So you think it's tipping its hat right away
of saying this isn't security footage,
kind of representation of if you were there
when creation was ordered as much as it is.
I mean,
our representation in order to communicate
really important ideas.
Yeah, that's right.
The biblical narratives are comfortable
putting narrative representations of creation
next to each other that don't agree
in all kinds of details that we think
are the most important ones.
Yeah, but they clearly don't,
because they just put those two next to each other. What they think are the most important ones. Yeah. But they clearly don't, because they just put those two next to each other.
What they think are important are the thematic theological themes that are connecting those two stories.
And then you go on, you go Psalm 74, is a creation poem, and it has God slaying a multi-headed dragon
and ripping it apart to make the sky in the sea. Or Psalm 78 ends with a creation poem
of God building his temple above the waters
and the land is his footstool.
So there's many creation narratives in the Old Testament.
And they all are different representations.
Illustration I'm often using now is you can understand
the universe by looking at a Hubble telescope photograph.
You can also understand the night sky by looking at Vincent Van Gogh's famous painting Starry Night.
They are both representations of the night sky.
And they're both faithful representations of the night sky based on the purpose of each of those medium. And so what we should do is honor the diversity of representations and not try and undo them
and make them all one because we want to know what really happened.

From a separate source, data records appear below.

//! A loaded engine deck: one grid per rating and output quantity.
//!
//! ```rust
//! use enginterp::{DeckConfig, EngineDeck, FlightPoint, Quantity, Rating, SampleSet};
//!
//! // Cruise thrust ratio over altitude and Mach, at ISA and full throttle
//! let mut samples = SampleSet::new(4);
//! for (alt, mach, tr) in [(0.0, 0.2, 1.0), (0.0, 0.8, 2.0), (10000.0, 0.2, 3.0), (10000.0, 0.8, 4.0)] {
//!     samples.push(&[alt, mach, 0.0, 1.0], tr).unwrap();
//! }
//!
//! let mut builder = EngineDeck::builder(DeckConfig::default());
//! builder.insert(Rating::Cruise, Quantity::ThrustRatio, &samples).unwrap();
//! let deck = builder.build().unwrap();
//!
//! let tr = deck.thrust_ratio(Rating::Cruise, &FlightPoint::new(5000.0, 0.5, 0.0, 1.0)).unwrap();
//! assert!((tr - 2.5).abs() < 1e-12);
//!
//! // Outside the sampled envelope the deck reports zero
//! let tr = deck.thrust_ratio(Rating::Cruise, &FlightPoint::new(5000.0, 0.5, 10.0, 1.0)).unwrap();
//! assert_eq!(tr, 0.0);
//! ```
use std::collections::BTreeMap;

use tracing::{debug, trace};

use super::{Axis, FlightPoint, Pollutant, Quantity, Rating};
use crate::config::DeckConfig;
use crate::error::Error;
use crate::grid::{Grid, SampleSet};

/// Immutable set of engine tables.
///
/// Lookups outside a table's sampled envelope return `0.0` rather than an
/// extrapolated value; in-range lookups are scaled by the configured
/// correction factor for the quantity.
#[derive(Debug, Clone)]
pub struct EngineDeck {
    tables: BTreeMap<(Rating, Quantity), Grid<f64>>,
    config: DeckConfig,
}

/// Collects tables during the load phase.
#[derive(Debug, Clone, Default)]
pub struct EngineDeckBuilder {
    tables: BTreeMap<(Rating, Quantity), Grid<f64>>,
    config: DeckConfig,
}

impl EngineDeckBuilder {
    /// Empty builder applying `config` to the finished deck.
    pub fn new(config: DeckConfig) -> Self {
        Self {
            tables: BTreeMap::new(),
            config,
        }
    }

    /// Build a grid from `samples` and register it, replacing any previous
    /// table for the same rating and quantity.
    ///
    /// # Errors
    /// * If `samples` does not have one column per [`Axis`]
    /// * If the samples are malformed; the load should be abandoned
    pub fn insert(
        &mut self,
        rating: Rating,
        quantity: Quantity,
        samples: &SampleSet<f64>,
    ) -> Result<&mut Self, Error> {
        if samples.ndims() != Axis::COUNT {
            return Err(Error::DimensionMismatch {
                got: samples.ndims(),
                expected: Axis::COUNT,
            });
        }
        let grid = samples.build()?;
        self.insert_grid(rating, quantity, grid)
    }

    /// Register an already built grid.
    ///
    /// # Errors
    /// * If the grid was not built over the four canonical axes
    pub fn insert_grid(
        &mut self,
        rating: Rating,
        quantity: Quantity,
        grid: Grid<f64>,
    ) -> Result<&mut Self, Error> {
        if grid.ndims() != Axis::COUNT {
            return Err(Error::DimensionMismatch {
                got: grid.ndims(),
                expected: Axis::COUNT,
            });
        }
        debug!(
            %rating,
            %quantity,
            active = ?grid.active_dims(),
            shape = ?grid.shape(),
            "Loaded engine table"
        );
        if self.tables.insert((rating, quantity), grid).is_some() {
            debug!(%rating, %quantity, "Replaced existing engine table");
        }
        Ok(self)
    }

    /// Finish loading.
    ///
    /// # Errors
    /// * If the configuration is invalid
    pub fn build(self) -> Result<EngineDeck, Error> {
        self.config.validate()?;
        debug!(tables = self.tables.len(), "Engine deck ready");
        Ok(EngineDeck {
            tables: self.tables,
            config: self.config,
        })
    }
}

impl EngineDeck {
    /// Start loading a deck.
    pub fn builder(config: DeckConfig) -> EngineDeckBuilder {
        EngineDeckBuilder::new(config)
    }

    /// Table for a rating and quantity, if one was loaded.
    pub fn grid(&self, rating: Rating, quantity: Quantity) -> Option<&Grid<f64>> {
        self.tables.get(&(rating, quantity))
    }

    /// Correction factors applied to lookups.
    pub fn config(&self) -> &DeckConfig {
        &self.config
    }

    /// Loaded (rating, quantity) pairs in order.
    pub fn tables(&self) -> impl Iterator<Item = (Rating, Quantity)> + '_ {
        self.tables.keys().copied()
    }

    /// Number of loaded tables.
    pub fn len(&self) -> usize {
        self.tables.len()
    }

    /// Whether no table was loaded.
    pub fn is_empty(&self) -> bool {
        self.tables.is_empty()
    }

    /// Look up `quantity` for `rating` at a flight condition.
    ///
    /// Returns `0.0` if the point is outside the sampled envelope on any axis,
    /// including axes the table does not vary along. Otherwise returns the
    /// interpolated value times the configured correction factor.
    ///
    /// # Errors
    /// * If no table was loaded for this rating and quantity
    pub fn value(
        &self,
        rating: Rating,
        quantity: Quantity,
        point: &FlightPoint,
    ) -> Result<f64, Error> {
        let grid = self
            .grid(rating, quantity)
            .ok_or(Error::MissingGrid { rating, quantity })?;
        let p = point.to_array();
        if !grid.in_range(&p)? {
            trace!(%rating, %quantity, ?point, "Flight point outside table envelope");
            return Ok(0.0);
        }
        Ok(grid.evaluate_canonical(&p)? * self.config.correction(quantity))
    }

    /// Thrust ratio at `point`; see [`EngineDeck::value`].
    pub fn thrust_ratio(&self, rating: Rating, point: &FlightPoint) -> Result<f64, Error> {
        self.value(rating, Quantity::ThrustRatio, point)
    }

    /// Specific fuel consumption at `point`; see [`EngineDeck::value`].
    pub fn sfc(&self, rating: Rating, point: &FlightPoint) -> Result<f64, Error> {
        self.value(rating, Quantity::Sfc, point)
    }

    /// Emission index of `pollutant` at `point`; see [`EngineDeck::value`].
    pub fn emission_index(
        &self,
        rating: Rating,
        pollutant: Pollutant,
        point: &FlightPoint,
    ) -> Result<f64, Error> {
        self.value(rating, Quantity::EmissionIndex(pollutant), point)
    }
}
//! Multilinear interpolation of tabulated engine performance data.
//!
//! Measurements come in as scattered tuples over up to four flight condition
//! axes (altitude, Mach, temperature offset, throttle). A [`Grid`] lays them
//! out on a dense rectilinear grid, drops the axes that never vary, and
//! evaluates by linear, bilinear, trilinear or quadrilinear interpolation
//! over what remains. An [`EngineDeck`] holds one grid per engine [`Rating`]
//! and output [`Quantity`], and answers lookups at a [`FlightPoint`].
//!
//! The evaluator itself, [`MultilinearRectilinear`], works directly on
//! strictly increasing axes and a C-ordered value array, and can be used
//! without the grid builder.
// These "needless" range loops are a significant speedup
#![allow(clippy::needless_range_loop)]

pub mod config;
pub mod engine;
pub mod error;
pub mod grid;
pub mod multilinear;
pub mod utils;

#[cfg(test)]
pub(crate) mod testing;

pub use config::DeckConfig;
pub use engine::{Axis, EngineDeck, EngineDeckBuilder, FlightPoint, Pollutant, Quantity, Rating};
pub use error::{Error, MalformedSampleSet};
pub use grid::{AxisRange, Bounds, Grid, SampleSet};
pub use multilinear::MultilinearRectilinear;
//! Error types.
//!
//! Construction failures are reported as [`MalformedSampleSet`] and abort the
//! load of the table they belong to. Everything else surfaces as [`Error`].
//! Query points outside the sampled domain are never an error here.

use thiserror::Error;

use crate::engine::{Quantity, Rating};

/// The sample columns handed to the grid builder are inconsistent.
#[derive(Error, Debug, Clone, PartialEq)]
pub enum MalformedSampleSet {
    /// No coordinate columns were supplied.
    #[error("Sample set has no coordinate columns")]
    NoDimensions,

    /// More coordinate columns than the evaluator supports.
    #[error("Sample set has {got} coordinate columns, maximum is {max}")]
    TooManyDimensions { got: usize, max: usize },

    /// Columns are present but hold no samples.
    #[error("Sample set is empty")]
    Empty,

    /// A coordinate column has a different length than the first one.
    #[error("Coordinate column {dim} has {got} entries, expected {expected}")]
    CoordinateLengthMismatch {
        dim: usize,
        got: usize,
        expected: usize,
    },

    /// Dependent values do not line up with the samples.
    #[error("Sample set has {got} dependent values for {expected} samples")]
    ValueCountMismatch { got: usize, expected: usize },

    /// NaN or infinite coordinates cannot be ordered or matched to an axis.
    #[error("Coordinate column {dim} has a non-finite entry at sample {index}")]
    NonFiniteCoordinate { dim: usize, index: usize },

    /// The distinct coordinate values span more grid cells than allowed,
    /// usually because coordinates were not sampled on a common grid.
    #[error("Grid of shape {shape:?} exceeds {max} cells")]
    GridTooLarge { shape: Vec<usize>, max: usize },

    /// An active dimension ended up with no axis values.
    #[error("Active dimension {dim} has an empty axis")]
    EmptyAxis { dim: usize },
}

/// Crate-level error.
#[derive(Error, Debug, Clone, PartialEq)]
pub enum Error {
    #[error("Malformed sample set: {0}")]
    MalformedSampleSet(#[from] MalformedSampleSet),

    /// Number of coordinates does not match the grid.
    #[error("Dimension mismatch: got {got}, expected {expected}")]
    DimensionMismatch { got: usize, expected: usize },

    /// Grid axes or values are unusable by the evaluator.
    #[error("Invalid grid: {0}")]
    InvalidGrid(&'static str),

    /// No table was loaded for this rating and output quantity.
    #[error("No table loaded for {rating} {quantity}")]
    MissingGrid { rating: Rating, quantity: Quantity },

    #[error("Invalid configuration: {0}")]
    InvalidConfig(String),

    #[error("Failed to parse configuration: {0}")]
    ConfigParse(String),
}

The bucalathers are more concerned to tell us the meaning of what happened often times
than just simply what happened.
So of course something happened, we're here we are sitting here, something happened. We're here, we are sitting here.
Creation happened.
Yeah.
Like, the universe came into existence in some way
and ordered to test it as well.
So it gives us multiple portraits of what that was about.
And I don't think we should try and reduce them
all the one formula.
Yeah.
Cool.
Chris Powers.
Such a cool name.
It's awesome name.
I wish I had that name.
Yeah.
It feels like either like, I don't know, like a WWE fighter,
or like just a superhero.
Yeah.
Chris, you're a hero.
He has a question.
Andrew from Illinois.
Okay.
Hi, John and Tim.
I'm Chris Powers from CarbonDale, Illinois.
You talked about the metaphor of time as a possession
and used it as an example of a modern metaphor. Then you said that the Bible doesn't view time
in this way. However, in Psalm 31 15, David says, my times are in your hand, and in Ephesians 5, 16,
Paul writes that we should redeem the time. Don't these phrases
suggest that both David and Paul view time figuratively as a tangible and valuable possession?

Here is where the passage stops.